Imagem, mito e narrativa: prolegômenos sobre o duplo

Antonio Carlos Santos #

Resumo: O ensaio correlaciona a imagem ao mito e à narrativa para, através da leitura do mito de Narciso tal como aparece nas Metamorfoses de Ovídio, pensar a questão do duplo para além da representação. A partir do sentido de imagem como “representação fiel”, por um lado, e como “falsificação”, por outro, procura-se problematizar a relação entre os dois elementos (“cópia” e “original”) para lançá-los na disseminação do múltiplo com Nietzsche, Deleuze e Derrida.

Palavras-chave: teoria literária; imagem e mito.


Espelhos: com saber ninguém descreveu ainda

O que sois em essência.

Vós, intervalos de tempo,

De todo preenchidos como vazios de peneiras.

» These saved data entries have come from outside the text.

// Two-sided winsorization
//
// Values below the p-quantile are raised to it and values above the
// (1 - p)-quantile are lowered to it. Sample size never changes.

use crate::analysis::sample::Sample;
use crate::analysis::statistics::{quantile_sorted, sorted};

/// Lower and upper clip bounds for proportion `p`, or `None` when `p <= 0`
pub fn winsor_bounds(values: &[f64], p: f64) -> Option<(f64, f64)> {
    if p <= 0.0 || values.is_empty() {
        return None;
    }
    let sorted = sorted(values);
    Some((quantile_sorted(&sorted, p), quantile_sorted(&sorted, 1.0 - p)))
}

/// Clip the tails of `values` at the `p` and `1 - p` quantiles
///
/// `p == 0` is the identity. When both bounds coincide (tiny or constant
/// samples) every value collapses to that point.
///
/// # Example
/// ```
/// use abtest::analysis::winsorize;
///
/// let data: Vec<f64> = (1..=10).map(f64::from).collect();
/// let clipped = winsorize(&data, 0.1);
/// assert!((clipped[0] - 1.9).abs() < 1e-12);
/// assert!((clipped[9] - 9.1).abs() < 1e-12);
/// assert_eq!(&clipped[1..9], &data[1..9]);
/// ```
pub fn winsorize(values: &[f64], p: f64) -> Vec<f64> {
    let Some((lower, upper)) = winsor_bounds(values, p) else {
        return values.to_vec();
    };

    values
        .iter()
        .map(|&v| {
            if v < lower {
                lower
            } else if v > upper {
                upper
            } else {
                v
            }
        })
        .collect()
}

/// Winsorize one group's sample
pub fn winsorize_sample(sample: &Sample, p: f64) -> Sample {
    if let Some((lower, upper)) = winsor_bounds(sample.values(), p) {
        tracing::debug!(p, lower, upper, n = sample.len(), "Winsorizing sample");
    }
    sample.map_values(|values| winsorize(values, p))
}

#[cfg(test)]
mod tests {
    use super::*;

    #[test]
    fn test_zero_proportion_is_identity() {
        let data = vec![3.0, -1.0, 100.0, 2.5];
        assert_eq!(winsorize(&data, 0.0), data);
        assert_eq!(winsor_bounds(&data, 0.0), None);
    }

    #[test]
    fn test_clips_outliers() {
        let data = vec![1.0, 2.0, 3.0, 4.0, 1000.0];
        let clipped = winsorize(&data, 0.25);
        // q(0.25) = 2, q(0.75) = 4
        assert_eq!(clipped, vec![2.0, 2.0, 3.0, 4.0, 4.0]);
    }

    #[test]
    fn test_preserves_order_and_length() {
        let data = vec![50.0, 1.0, 20.0, 99.0, 7.0];
        let clipped = winsorize(&data, 0.2);
        assert_eq!(clipped.len(), data.len());
        // middle values untouched, in original positions
        assert_eq!(clipped[0], 50.0);
        assert_eq!(clipped[2], 20.0);
    }

    #[test]
    fn test_ties_preserved() {
        let data = vec![5.0, 5.0, 5.0, 1.0, 9.0];
        let clipped = winsorize(&data, 0.25);
        assert_eq!(clipped, vec![5.0, 5.0, 5.0, 5.0, 5.0]);
    }

    #[test]
    fn test_degenerate_collapses_to_constant() {
        assert_eq!(winsorize(&[7.0], 0.4), vec![7.0]);
        assert_eq!(winsorize(&[3.0, 3.0, 3.0], 0.3), vec![3.0, 3.0, 3.0]);

        // bounds close in on the median for p near 0.5
        let clipped = winsorize(&[1.0, 2.0, 3.0], 0.499999);
        assert!(clipped.iter().all(|v| (v - 2.0).abs() < 1e-4));
    }

    #[test]
    fn test_exact_rank_proportion_is_idempotent() {
        let data = vec![9.0, -4.0, 2.0, 15.0, 3.0, 3.0, 8.0, 0.5, 11.0];
        // (n - 1) * p = 2 lands exactly on order statistics
        let once = winsorize(&data, 0.25);
        let twice = winsorize(&once, 0.25);
        assert_eq!(once, twice);
    }

    #[test]
    fn test_winsorize_sample_keeps_size() {
        let sample = Sample::new(vec![1.0, 2.0, 3.0, 4.0, 1000.0]).unwrap();
        let clipped = winsorize_sample(&sample, 0.25);
        assert_eq!(clipped.len(), 5);
        assert_eq!(clipped.values()[4], 4.0);
    }

    #[test]
    fn test_empty_input() {
        assert!(winsorize(&[], 0.1).is_empty());
    }
}
//! Immutable parameters for one A/B analysis
//!
//! Loaded from defaults, a named preset, or an `abtest.toml` file:
//!
//! ```toml
//! alpha = 0.05
//! winsor = 0.01
//! n_boot = 5000
//! seed = 42
//! ```

use crate::error::{AnalysisError, Result};
use anyhow::Context;
use serde::{Deserialize, Serialize};
use std::fs;
use std::path::Path;

/// Configuration for a two-group comparison
///
/// # Example
/// ```
/// use abtest::AnalysisConfig;
///
/// let config = AnalysisConfig::default();
/// assert_eq!(config.alpha, 0.05); // 95% confidence
/// assert!(config.validate().is_ok());
/// ```
#[derive(Debug, Clone, PartialEq, Serialize, Deserialize)]
#[serde(default)]
pub struct AnalysisConfig {
    /// Significance level for the Welch verdict and the bootstrap interval
    ///
    /// The bootstrap interval covers `1 - alpha`, so 0.05 gives a 95% CI.
    /// Must lie strictly inside (0, 1).
    pub alpha: f64,

    /// Two-sided winsorization proportion in [0, 0.5)
    ///
    /// 0.0 (default) leaves both samples untouched. 0.01 clips each group's
    /// values to its own 1st and 99th percentiles.
    pub winsor: f64,

    /// Number of bootstrap resamples (must be positive)
    pub n_boot: usize,

    /// Seed for the bootstrap generator
    ///
    /// `None` draws a fresh seed from OS entropy; the seed actually used is
    /// echoed in the result so the run can be reproduced.
    pub seed: Option<u64>,

    /// Minimum number of defined bootstrap lifts needed to form an interval
    pub min_bootstrap_samples: usize,
}

impl Default for AnalysisConfig {
    fn default() -> Self {
        Self {
            alpha: 0.05,
            winsor: 0.0,
            n_boot: 5000,
            seed: Some(42),
            min_bootstrap_samples: 2,
        }
    }
}

impl AnalysisConfig {
    /// Stricter significance and a tighter bootstrap estimate
    pub fn strict() -> Self {
        Self {
            alpha: 0.01,
            n_boot: 10_000,
            ..Self::default()
        }
    }

    /// Fewer resamples for interactive exploration
    pub fn quick() -> Self {
        Self {
            n_boot: 1000,
            ..Self::default()
        }
    }

    /// Load a configuration from a TOML file
    ///
    /// Keys absent from the file keep their default values.
    pub fn from_file<P: AsRef<Path>>(path: P) -> anyhow::Result<Self> {
        let path = path.as_ref();
        let content = fs::read_to_string(path)
            .with_context(|| format!("Failed to read {}", path.display()))?;

        Self::from_toml_str(&content)
    }

    /// Load a configuration from a TOML string
    pub fn from_toml_str(content: &str) -> anyhow::Result<Self> {
        toml::from_str(content).context("Failed to parse TOML")
    }

    /// Confidence level of the bootstrap interval (`1 - alpha`)
    pub fn confidence_level(&self) -> f64 {
        1.0 - self.alpha
    }

    /// Validate configuration
    pub fn validate(&self) -> Result<()> {
        if !self.alpha.is_finite() || self.alpha <= 0.0 || self.alpha >= 1.0 {
            return Err(AnalysisError::InvalidConfig(format!(
                "alpha must be in (0, 1), got {}",
                self.alpha
            )));
        }

        if !self.winsor.is_finite() || !(0.0..0.5).contains(&self.winsor) {
            return Err(AnalysisError::InvalidConfig(format!(
                "winsor must be in [0, 0.5), got {}",
                self.winsor
            )));
        }

        if self.n_boot == 0 {
            return Err(AnalysisError::InvalidConfig(
                "n_boot must be a positive integer, got 0".to_string(),
            ));
        }

        if self.min_bootstrap_samples < 2 {
            return Err(AnalysisError::InvalidConfig(format!(
                "min_bootstrap_samples must be >= 2, got {}",
                self.min_bootstrap_samples
            )));
        }

        Ok(())
    }
}
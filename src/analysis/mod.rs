// Two-group A/B test analysis engine
//
// Pipeline: validate/split -> winsorize -> {hypothesis tests, bootstrap} -> assemble.
//
// - Validation turns a loosely-typed `Dataset` into two finite `Sample`s;
//   no statistic ever sees a raw cell
// - Welch's t-test (parametric) and Mann-Whitney U (rank-based) run on the
//   same possibly-winsorized samples and do not depend on each other
// - The bootstrap owns a generator seeded once per call, never shared
//   across calls, and is parallelised with deterministic sub-seeds

mod bootstrap;
mod engine;
mod hypothesis;
mod result;
mod sample;
pub mod statistics;
mod validate;
mod winsorize;

pub use bootstrap::{bootstrap_lift_ci, BootstrapInterval, BootstrapParams};
pub use engine::{analyze, analyze_groups};
pub use hypothesis::{
    mann_whitney_u, welch_t_test, MannWhitneyTest, PValueMethod, WelchTest,
    EXACT_MANN_WHITNEY_MAX_N,
};
pub use result::{ABResult, AnalysisWarning};
pub use sample::{GroupAssignment, Sample};
pub use validate::{parse_numeric, split_groups};
pub(crate) use validate::order_labels;
pub use winsorize::{winsor_bounds, winsorize, winsorize_sample};
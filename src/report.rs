//! Human- and machine-readable renderings of an `ABResult`
//!
//! Markdown follows the classic one-page A/B summary: sample table, both test
//! lines with a significance verdict, and the bootstrap lift interval.

use crate::analysis::ABResult;
use crate::cli::OutputFormat;

/// Render a result in the requested format
pub fn render(result: &ABResult, format: OutputFormat) -> serde_json::Result<String> {
    match format {
        OutputFormat::Markdown => Ok(render_markdown(result)),
        OutputFormat::Json => render_json(result),
    }
}

fn percent(value: Option<f64>) -> String {
    match value {
        Some(v) => format!("{:.2}%", v * 100.0),
        None => "undefined".to_string(),
    }
}

/// "95" for 0.95, "97.5" for 0.975
fn confidence_label(level: f64) -> String {
    let pct = level * 100.0;
    if (pct - pct.round()).abs() < 1e-9 {
        format!("{}", pct.round() as i64)
    } else {
        format!("{:.1}", pct)
    }
}

/// Render the Markdown summary report
pub fn render_markdown(result: &ABResult) -> String {
    let verdict = if result.is_significant() {
        "SIGNIFICANT ✅"
    } else {
        "NOT SIGNIFICANT ❌"
    };

    let mut report = String::new();
    report.push_str("# A/B Test Summary\n\n");
    report.push_str(&format!("**Metric:** `{}`  \n", result.metric));
    report.push_str(&format!(
        "**Groups:** `{}` (A = `{}` vs B = `{}`)  \n",
        result.group_col, result.group_a_label, result.group_b_label
    ));
    report.push_str(&format!(
        "**Alpha:** {:.2} | **Winsor:** {:.3} | **Bootstrap:** {} (seed {})\n\n",
        result.alpha, result.winsor, result.n_boot, result.seed
    ));

    report.push_str("|            |    A (control) |  B (variant) |\n");
    report.push_str("|------------|---------------:|-------------:|\n");
    report.push_str(&format!(
        "| n          | {:>14} | {:>12} |\n",
        result.group_a_n, result.group_b_n
    ));
    report.push_str(&format!(
        "| mean       | {:>14.4} | {:>12.4} |\n",
        result.group_a_mean, result.group_b_mean
    ));
    report.push_str(&format!(
        "| lift (B/A) | {:>14} | {:>12} |\n\n",
        "—",
        percent(result.lift)
    ));

    report.push_str(&format!(
        "**Welch's t-test:** t = {:.3}, df = {:.1}, p = {:.4} → **{}**  \n",
        result.welch.statistic, result.welch.df, result.welch.pvalue, verdict
    ));
    report.push_str(&format!(
        "**Mann–Whitney U:** U = {:.1}, p = {:.4}  \n",
        result.mann_whitney.statistic, result.mann_whitney.pvalue
    ));
    report.push_str(&format!(
        "**Bootstrap {}% CI for lift:** [{}, {}]\n\n",
        confidence_label(result.ci.confidence),
        percent(Some(result.ci.low)),
        percent(Some(result.ci.high))
    ));

    report.push_str(
        "> Interpretation: If the CI excludes 0% and p < α, the variant shows a \
         statistically significant effect.\n",
    );

    if !result.warnings.is_empty() {
        report.push_str("\n## Warnings\n\n");
        for warning in &result.warnings {
            report.push_str(&format!("- {}\n", warning));
        }
    }

    report
}

/// Render the result as pretty-printed JSON
///
/// Non-finite numbers (an undefined Welch p-value) serialize as `null`.
pub fn render_json(result: &ABResult) -> serde_json::Result<String> {
    serde_json::to_string_pretty(result)
}
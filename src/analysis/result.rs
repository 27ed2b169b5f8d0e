// Result assembly
//
// Pure aggregation of per-group descriptives, both tests, the bootstrap
// interval and the echoed configuration into one record.

use crate::analysis::bootstrap::BootstrapInterval;
use crate::analysis::hypothesis::{MannWhitneyTest, WelchTest};
use crate::analysis::sample::Sample;
use crate::analysis::statistics::relative_lift;
use crate::config::AnalysisConfig;
use serde::Serialize;

/// Numeric conditions worth reporting that do not abort the analysis
#[derive(Debug, Clone, PartialEq, Eq, Serialize)]
#[serde(tag = "kind", rename_all = "snake_case")]
pub enum AnalysisWarning {
    /// Control mean is zero or not finite, so the point lift is undefined
    UndefinedLift,

    /// Some bootstrap iterations had an undefined resampled lift
    BootstrapExclusions { excluded: usize, total: usize },
}

impl std::fmt::Display for AnalysisWarning {
    fn fmt(&self, f: &mut std::fmt::Formatter<'_>) -> std::fmt::Result {
        match self {
            AnalysisWarning::UndefinedLift => {
                write!(f, "Control mean is zero or not finite; relative lift is undefined")
            }
            AnalysisWarning::BootstrapExclusions { excluded, total } => write!(
                f,
                "{} of {} bootstrap resamples had an undefined lift and were excluded",
                excluded, total
            ),
        }
    }
}

/// Complete outcome of one A/B analysis
#[derive(Debug, Clone, PartialEq, Serialize)]
pub struct ABResult {
    pub group_a_label: String,
    pub group_b_label: String,
    pub group_a_mean: f64,
    pub group_b_mean: f64,
    pub group_a_n: usize,
    pub group_b_n: usize,

    /// (mean_B - mean_A) / mean_A; `None` when mean_A is zero
    pub lift: Option<f64>,

    pub welch: WelchTest,
    pub mann_whitney: MannWhitneyTest,
    pub ci: BootstrapInterval,

    pub alpha: f64,
    pub winsor: f64,
    pub n_boot: usize,

    /// Seed actually used for the bootstrap (drawn from entropy if none was configured)
    pub seed: u64,

    pub metric: String,
    pub group_col: String,
    pub value_col: String,

    pub warnings: Vec<AnalysisWarning>,
}

impl ABResult {
    /// Welch p-value below alpha; a NaN p-value is never significant
    pub fn is_significant(&self) -> bool {
        self.welch.pvalue < self.alpha
    }

    /// Bootstrap interval excludes zero lift
    pub fn ci_excludes_zero(&self) -> bool {
        !self.ci.contains(0.0)
    }
}

/// Borrowed pieces of a finished analysis
pub(crate) struct ResultParts<'a> {
    pub a_label: &'a str,
    pub b_label: &'a str,
    pub a: &'a Sample,
    pub b: &'a Sample,
    pub welch: WelchTest,
    pub mann_whitney: MannWhitneyTest,
    pub ci: BootstrapInterval,
    pub config: &'a AnalysisConfig,
    pub seed: u64,
    pub group_col: &'a str,
    pub value_col: &'a str,
}

pub(crate) fn assemble(parts: ResultParts<'_>) -> ABResult {
    let group_a_mean = parts.a.mean();
    let group_b_mean = parts.b.mean();
    let lift = relative_lift(group_a_mean, group_b_mean);

    let mut warnings = Vec::new();
    if lift.is_none() {
        warnings.push(AnalysisWarning::UndefinedLift);
    }
    if parts.ci.excluded > 0 {
        warnings.push(AnalysisWarning::BootstrapExclusions {
            excluded: parts.ci.excluded,
            total: parts.config.n_boot,
        });
    }

    ABResult {
        group_a_label: parts.a_label.to_string(),
        group_b_label: parts.b_label.to_string(),
        group_a_mean,
        group_b_mean,
        group_a_n: parts.a.len(),
        group_b_n: parts.b.len(),
        lift,
        welch: parts.welch,
        mann_whitney: parts.mann_whitney,
        ci: parts.ci,
        alpha: parts.config.alpha,
        winsor: parts.config.winsor,
        n_boot: parts.config.n_boot,
        seed: parts.seed,
        metric: parts.value_col.to_string(),
        group_col: parts.group_col.to_string(),
        value_col: parts.value_col.to_string(),
        warnings,
    }
}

Vós, ainda perdulários da sala vazia -,

Ao cair da noite, como florestas distantes...

E o lustre atravessa vossa integridade,

Como um cervo de dezesseis galhas.



Às vezes sois cobertos de pinturas.

Algumas parecem incorporadas -,

Outras, dispensastes acanhadamente.



Porém, a mais bonita há de ficar -, até

Que lá em cima tenha penetrado em

Suas faces contidas o Narciso claro e livre.

(Rainer Maria Rilke, Sonetos a Orfeu)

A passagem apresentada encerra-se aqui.